Lutheran, The, Aug 2001 by Mueller, Sarah Magill

You're pretty comfortable with your music-buying habits. But what might you miss by immersing yourself in a strictly "Christian" soundscape?

The honest truth

1 "Music carries much that is true," said John Fischer, a CCM Magazine columnist. And he's not just talking about CDs you'll find under that nebulous "gospel" section at the mall music store. "People who don't think truth exists outside 'Christian' things are the ones that miss out," he said. Case in point: Try to find as haunting a depiction of our anti-Eden as "Fake Plastic Trees" from Radiohead's The Bends on a "Christian" album. Artists outside the Christian market can create without the pressure of fitting into a certain spiritual grid, Fischer said.

Babes in the woods

2 Let's face it: Someday Johnny will go to college where it's going to be a lot harder to argue that Audio Adrenaline's Bloom is the best album ever. And if his roommate is a music snob straight out of High Fidelity, comparing Audio Adrenaline to Creed won't cut it. Be prepared. Having a watertight case for his list of the top five moments in rock 'n' roll history can be a powerful witness to someone whose only model for Christianity is Ned Flanders. This is going to take research, so tune in your radio, turn on MTV, get to a record store and start talking to your kids about the music they're saturated with every day.

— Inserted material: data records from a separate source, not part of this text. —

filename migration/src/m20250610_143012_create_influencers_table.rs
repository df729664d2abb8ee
use sea_orm_migration::prelude::*;

#[derive(DeriveMigrationName)]
pub struct Migration;

#[async_trait::async_trait]
impl MigrationTrait for Migration {
    async fn up(&self, manager: &SchemaManager) -> Result<(), DbErr> {
        manager
            .create_table(
                Table::create()
                    .table(Influencers::Table)
                    .if_not_exists()
                    .col(
                        ColumnDef::new(Influencers::Id)
                            .integer()
                            .not_null()
                            .auto_increment()
                            .primary_key(),
                    )
                    .col(ColumnDef::new(Influencers::UserId).integer().not_null())
                    .col(
                        ColumnDef::new(Influencers::Status)
                            .string_len(16)
                            .not_null()
                            .default("active"),
                    )
                    .col(
                        ColumnDef::new(Influencers::CreatedAt)
                            .timestamp_with_time_zone()
                            .not_null()
                            .default(Expr::current_timestamp()),
                    )
                    .col(
                        ColumnDef::new(Influencers::UpdatedAt)
                            .timestamp_with_time_zone()
                            .not_null()
                            .default(Expr::current_timestamp()),
                    )
                    .foreign_key(
                        ForeignKey::create()
                            .name("fk_influencers_user_id")
                            .from(Influencers::Table, Influencers::UserId)
                            .to(Users::Table, Users::Id)
                            .on_delete(ForeignKeyAction::Cascade)
                            .on_update(ForeignKeyAction::Cascade),
                    )
                    .to_owned(),
            )
            .await?;

        // The deactivation cascade bulk-updates by user_id; listing filters
        // by status on top of that.
        manager
            .get_connection()
            .execute_unprepared(
                r#"
                CREATE INDEX idx_influencers_user_id_status
                ON influencers (user_id, status);
                "#,
            )
            .await?;

        manager
            .get_connection()
            .execute_unprepared(
                r#"
                CREATE TRIGGER update_influencers_updated_at
                BEFORE UPDATE ON influencers
                FOR EACH ROW
                EXECUTE FUNCTION update_updated_at_column();
                "#,
            )
            .await?;

        Ok(())
    }

    async fn down(&self, manager: &SchemaManager) -> Result<(), DbErr> {
        manager
            .get_connection()
            .execute_unprepared(
                "DROP TRIGGER IF EXISTS update_influencers_updated_at ON influencers",
            )
            .await?;

        manager
            .get_connection()
            .execute_unprepared("DROP INDEX IF EXISTS idx_influencers_user_id_status")
            .await?;

        manager
            .drop_table(Table::drop().table(Influencers::Table).to_owned())
            .await
    }
}

#[derive(DeriveIden)]
enum Influencers {
    Table,
    Id,
    UserId,
    Status,
    CreatedAt,
    UpdatedAt,
}

#[derive(DeriveIden)]
enum Users {
    Table,
    Id,
}
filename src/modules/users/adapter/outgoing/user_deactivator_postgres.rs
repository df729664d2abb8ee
// src/modules/users/adapter/outgoing/user_deactivator_postgres.rs

use async_trait::async_trait;
use sea_orm::{
    sea_query::Expr, ActiveEnum, ColumnTrait, DatabaseConnection, DbErr, EntityTrait, QueryFilter,
    TransactionTrait,
};
use std::sync::Arc;

use crate::modules::users::adapter::outgoing::sea_orm_entity::status::Status;
use crate::modules::users::adapter::outgoing::sea_orm_entity::{brands, influencers, users};
use crate::modules::users::application::ports::outgoing::user_deactivator::{
    UserDeactivator, UserDeactivatorError,
};

#[derive(Clone)]
pub struct UserDeactivatorPostgres {
    db: Arc<DatabaseConnection>,
}

impl UserDeactivatorPostgres {
    pub fn new(db: Arc<DatabaseConnection>) -> Self {
        Self { db }
    }
}

#[async_trait]
impl UserDeactivator for UserDeactivatorPostgres {
    async fn deactivate_user(&self, user_id: i32) -> Result<(), UserDeactivatorError> {
        // Profiles first, the owning user row last, all inside one
        // transaction. Dropping the transaction on an early return rolls
        // back whatever already ran.
        let txn = self.db.begin().await.map_err(map_db_err)?;

        influencers::Entity::update_many()
            .col_expr(influencers::Column::Status, Expr::value(Status::Deleted.to_value()))
            .filter(influencers::Column::UserId.eq(user_id))
            .exec(&txn)
            .await
            .map_err(map_db_err)?;

        brands::Entity::update_many()
            .col_expr(brands::Column::Status, Expr::value(Status::Deleted.to_value()))
            .filter(brands::Column::UserId.eq(user_id))
            .exec(&txn)
            .await
            .map_err(map_db_err)?;

        users::Entity::update_many()
            .col_expr(users::Column::Status, Expr::value(Status::Deleted.to_value()))
            .filter(users::Column::Id.eq(user_id))
            .exec(&txn)
            .await
            .map_err(map_db_err)?;

        txn.commit().await.map_err(map_db_err)
    }
}

fn map_db_err(e: DbErr) -> UserDeactivatorError {
    UserDeactivatorError::DatabaseError(e.to_string())
}

#[cfg(test)]
mod tests {
    use super::*;
    use sea_orm::{DatabaseBackend, DbErr, MockDatabase, MockExecResult};
    use std::sync::Arc;

    fn exec_result(rows_affected: u64) -> MockExecResult {
        MockExecResult {
            last_insert_id: 0,
            rows_affected,
        }
    }

    fn drain_log(db: Arc<DatabaseConnection>) -> String {
        let Ok(conn) = Arc::try_unwrap(db) else {
            panic!("connection should have a single owner by now");
        };
        let log = conn.into_transaction_log();
        assert_eq!(log.len(), 1, "all statements should share one transaction");
        format!("{:?}", log[0])
    }

    #[tokio::test]
    async fn test_deactivate_user_success() {
        let db = Arc::new(
            MockDatabase::new(DatabaseBackend::Postgres)
                .append_exec_results([exec_result(2), exec_result(1), exec_result(1)])
                .into_connection(),
        );
        let deactivator = UserDeactivatorPostgres::new(Arc::clone(&db));

        let res = deactivator.deactivate_user(9).await;
        assert!(res.is_ok());

        drop(deactivator);
        let stmts = drain_log(db);

        let influencers_at = stmts.find("influencers").expect("influencers update");
        let brands_at = stmts.find("brands").expect("brands update");
        let users_at = stmts.find(r#"\"users\""#).expect("users update");
        assert!(influencers_at < brands_at);
        assert!(brands_at < users_at);
        assert!(stmts.contains("BEGIN"));
        assert!(stmts.contains("COMMIT"));
    }

    #[tokio::test]
    async fn test_deactivate_user_filters_profiles_by_owner_and_user_by_id() {
        let db = Arc::new(
            MockDatabase::new(DatabaseBackend::Postgres)
                .append_exec_results([exec_result(1), exec_result(1), exec_result(1)])
                .into_connection(),
        );
        let deactivator = UserDeactivatorPostgres::new(Arc::clone(&db));

        deactivator.deactivate_user(9).await.unwrap();

        drop(deactivator);
        let stmts = drain_log(db);

        assert!(stmts.contains(r#"\"influencers\".\"user_id\""#));
        assert!(stmts.contains(r#"\"brands\".\"user_id\""#));
        assert!(stmts.contains(r#"\"users\".\"id\""#));
    }

    #[tokio::test]
    async fn test_deactivate_user_with_no_matching_rows_still_succeeds() {
        let db = MockDatabase::new(DatabaseBackend::Postgres)
            .append_exec_results([exec_result(0), exec_result(0), exec_result(0)])
            .into_connection();
        let deactivator = UserDeactivatorPostgres::new(Arc::new(db));

        let res = deactivator.deactivate_user(314).await;
        assert!(res.is_ok());
    }

    #[tokio::test]
    async fn test_deactivate_user_rolls_back_when_the_first_update_fails() {
        let db = Arc::new(
            MockDatabase::new(DatabaseBackend::Postgres)
                .append_exec_errors([DbErr::Custom("connection error".to_string())])
                .into_connection(),
        );
        let deactivator = UserDeactivatorPostgres::new(Arc::clone(&db));

        let res = deactivator.deactivate_user(9).await;
        assert!(matches!(
            res.unwrap_err(),
            UserDeactivatorError::DatabaseError(_)
        ));

        drop(deactivator);
        let stmts = drain_log(db);

        assert!(stmts.contains("influencers"));
        assert!(stmts.contains("ROLLBACK"));
        assert!(!stmts.contains("brands"));
        assert!(!stmts.contains(r#"\"users\""#));
    }

    #[tokio::test]
    async fn test_deactivate_user_rolls_back_when_a_later_update_fails() {
        let db = Arc::new(
            MockDatabase::new(DatabaseBackend::Postgres)
                .append_exec_results([exec_result(1)])
                .append_exec_errors([DbErr::Custom("deadlock detected".to_string())])
                .into_connection(),
        );
        let deactivator = UserDeactivatorPostgres::new(Arc::clone(&db));

        let res = deactivator.deactivate_user(9).await;
        match res {
            Err(UserDeactivatorError::DatabaseError(msg)) => {
                assert!(msg.contains("deadlock detected"))
            }
            other => panic!("expected a database error, got {other:?}"),
        }

        drop(deactivator);
        let stmts = drain_log(db);

        assert!(stmts.contains("influencers"));
        assert!(stmts.contains("brands"));
        assert!(stmts.contains("ROLLBACK"));
        assert!(!stmts.contains(r#"\"users\""#));
    }
}
use sea_orm::entity::prelude::*;
use serde::{Deserialize, Serialize};

/// Row lifecycle stored as a plain string column on `users`, `influencers`
/// and `brands`. Deactivation flips it to `Deleted`; rows are never removed.
#[derive(Clone, Debug, PartialEq, Eq, EnumIter, DeriveActiveEnum, Serialize, Deserialize)]
#[sea_orm(rs_type = "String", db_type = "String(StringLen::None)")]
#[serde(rename_all = "lowercase")]
pub enum Status {
    #[sea_orm(string_value = "active")]
    Active,
    #[sea_orm(string_value = "deleted")]
    Deleted,
}

#[cfg(test)]
mod tests {
    use super::*;
    use sea_orm::ActiveEnum;

    #[test]
    fn maps_to_db_strings() {
        assert_eq!(Status::Active.to_value(), "active");
        assert_eq!(Status::Deleted.to_value(), "deleted");
    }

    #[test]
    fn parses_db_strings() {
        assert_eq!(
            Status::try_from_value(&"active".to_owned()).unwrap(),
            Status::Active
        );
        assert_eq!(
            Status::try_from_value(&"deleted".to_owned()).unwrap(),
            Status::Deleted
        );
        assert!(Status::try_from_value(&"archived".to_owned()).is_err());
    }

    #[test]
    fn serializes_lowercase() {
        assert_eq!(serde_json::to_string(&Status::Active).unwrap(), "\"active\"");
        assert_eq!(
            serde_json::from_str::<Status>("\"deleted\"").unwrap(),
            Status::Deleted
        );
    }
}
pub mod outgoing;
//! Skeleton of the answers table; only the user ownership edge matters here.

use sea_orm::entity::prelude::*;
use serde::{Deserialize, Serialize};

#[derive(Clone, Debug, PartialEq, DeriveEntityModel, Serialize, Deserialize)]
#[sea_orm(table_name = "answers")]
pub struct Model {
    #[sea_orm(primary_key)]
    pub id: i32,
    pub user_id: Option<i32>,
    pub created_at: DateTimeWithTimeZone,
    pub updated_at: DateTimeWithTimeZone,
}

#[derive(Copy, Clone, Debug, EnumIter, DeriveRelation)]
pub enum Relation {
    #[sea_orm(
        belongs_to = "super::users::Entity",
        from = "Column::UserId",
        to = "super::users::Column::Id",
        on_update = "Cascade",
        on_delete = "SetNull"
    )]
    Users,
}

impl Related<super::users::Entity> for Entity {
    fn to() -> RelationDef {
        Relation::Users.def()
    }
}

impl ActiveModelBehavior for ActiveModel {}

"Music is something that hits

3 "Music is something that hihs them at an emotional place you can't get at," said Holly Johnson, director of youth and family ministries at First of Richmond Beach Lutheran Church, Shoreline, Wash. She uses music in devotions and has found the "secular" market full of references to God, faith and religion. She uses both music with positive messages (such as LeAnn Womak's "I Hope You Dance") and music that takes a darker view. "It's good to examine what the artist is saying," Johnson says, "and ask what your response-and the church's response-would be."

Jonette Knock, director of family ministries at Bethel Lutheran Church, Rochester, Minn., agreed. She encourages students to bring in music for devotions and discussion and said kids learn discernment from all this music talk. "Being aware helps you make a decision about what to listen to," she said.

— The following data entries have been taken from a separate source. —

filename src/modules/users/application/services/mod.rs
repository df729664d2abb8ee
pub mod token;
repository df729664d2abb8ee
//! User account rows. Every profile column is nullable because signup flows
//! fill them in incrementally; only `status` carries a hard default.

use sea_orm::entity::prelude::*;
use sea_orm::Set;
use serde::{Deserialize, Serialize};

use super::status::Status;

#[derive(Clone, Debug, PartialEq, DeriveEntityModel, Serialize, Deserialize)]
#[sea_orm(table_name = "users")]
pub struct Model {
    #[sea_orm(primary_key)]
    pub id: i32,
    pub first_name: Option<String>,
    pub last_name: Option<String>,
    pub email: Option<String>,
    pub password: Option<String>,
    pub role: Option<String>,
    pub newsletter: Option<bool>,
    pub verify_token: Option<String>,
    pub access_token: Option<String>,
    pub status: Status,
    pub organization_id: Option<i32>,
    pub created_at: DateTimeWithTimeZone,
    pub updated_at: DateTimeWithTimeZone,
}

#[derive(Copy, Clone, Debug, EnumIter, DeriveRelation)]
pub enum Relation {
    /// Acts created by this user, as opposed to acts merely joined
    /// through `user_acts`.
    #[sea_orm(has_many = "super::acts::Entity")]
    OwnActs,
    #[sea_orm(has_many = "super::answers::Entity")]
    Answers,
    #[sea_orm(
        belongs_to = "super::organizations::Entity",
        from = "Column::OrganizationId",
        to = "super::organizations::Column::Id",
        on_update = "Cascade",
        on_delete = "SetNull"
    )]
    Organizations,
    #[sea_orm(has_many = "super::influencers::Entity")]
    Influencers,
    #[sea_orm(has_many = "super::brands::Entity")]
    Brands,
    #[sea_orm(has_many = "super::user_acts::Entity")]
    UserActs,
}

impl Related<super::answers::Entity> for Entity {
    fn to() -> RelationDef {
        Relation::Answers.def()
    }
}

impl Related<super::organizations::Entity> for Entity {
    fn to() -> RelationDef {
        Relation::Organizations.def()
    }
}

impl Related<super::influencers::Entity> for Entity {
    fn to() -> RelationDef {
        Relation::Influencers.def()
    }
}

impl Related<super::brands::Entity> for Entity {
    fn to() -> RelationDef {
        Relation::Brands.def()
    }
}

impl Related<super::acts::Entity> for Entity {
    fn to() -> RelationDef {
        super::user_acts::Relation::Acts.def()
    }

    fn via() -> Option<RelationDef> {
        Some(super::user_acts::Relation::Users.def().rev())
    }
}

#[async_trait::async_trait]
impl ActiveModelBehavior for ActiveModel {
    async fn before_save<C>(mut self, _db: &C, insert: bool) -> Result<Self, DbErr>
    where
        C: ConnectionTrait,
    {
        if !insert {
            self.updated_at = Set(chrono::Utc::now().into());
        }
        Ok(self)
    }
}
use sea_orm_migration::prelude::*;

#[derive(DeriveMigrationName)]
pub struct Migration;

#[async_trait::async_trait]
impl MigrationTrait for Migration {
    async fn up(&self, manager: &SchemaManager) -> Result<(), DbErr> {
        // Skeleton table, same deal as acts.
        manager
            .create_table(
                Table::create()
                    .table(Answers::Table)
                    .if_not_exists()
                    .col(
                        ColumnDef::new(Answers::Id)
                            .integer()
                            .not_null()
                            .auto_increment()
                            .primary_key(),
                    )
                    .col(ColumnDef::new(Answers::UserId).integer())
                    .col(
                        ColumnDef::new(Answers::CreatedAt)
                            .timestamp_with_time_zone()
                            .not_null()
                            .default(Expr::current_timestamp()),
                    )
                    .col(
                        ColumnDef::new(Answers::UpdatedAt)
                            .timestamp_with_time_zone()
                            .not_null()
                            .default(Expr::current_timestamp()),
                    )
                    .foreign_key(
                        ForeignKey::create()
                            .name("fk_answers_user_id")
                            .from(Answers::Table, Answers::UserId)
                            .to(Users::Table, Users::Id)
                            .on_delete(ForeignKeyAction::SetNull)
                            .on_update(ForeignKeyAction::Cascade),
                    )
                    .to_owned(),
            )
            .await?;

        manager
            .get_connection()
            .execute_unprepared(
                r#"
                CREATE INDEX idx_answers_user_id
                ON answers (user_id);
                "#,
            )
            .await?;

        manager
            .get_connection()
            .execute_unprepared(
                r#"
                CREATE TRIGGER update_answers_updated_at
                BEFORE UPDATE ON answers
                FOR EACH ROW
                EXECUTE FUNCTION update_updated_at_column();
                "#,
            )
            .await?;

        Ok(())
    }

    async fn down(&self, manager: &SchemaManager) -> Result<(), DbErr> {
        manager
            .get_connection()
            .execute_unprepared("DROP TRIGGER IF EXISTS update_answers_updated_at ON answers")
            .await?;

        manager
            .get_connection()
            .execute_unprepared("DROP INDEX IF EXISTS idx_answers_user_id")
            .await?;

        manager
            .drop_table(Table::drop().table(Answers::Table).to_owned())
            .await
    }
}

#[derive(DeriveIden)]
enum Answers {
    Table,
    Id,
    UserId,
    CreatedAt,
    UpdatedAt,
}

#[derive(DeriveIden)]
enum Users {
    Table,
    Id,
}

Opportunities and surprises

4 Stay too long inside a "Christian music" white castle, and you won't be able to support Christian artists who choose to exist outside its walls. Bands such as P.O.D., Over the Rhine, Pedro the Lion and others serve as lights in the mainstream market. Pull up the drawbridge, and you won't hear the Destiny's Child divas tell an arena full of 14-year-olds that they need to be on their knees thanking God every night.

As Madeline L'Engle writes, "There is nothing so secular that it cannot be sacred, and that is one of the deepest messages of the Incarnation."

Sarah Magill Mueller

Mueller is a graduate student at the University of Missouri School of Journalism, Columbia.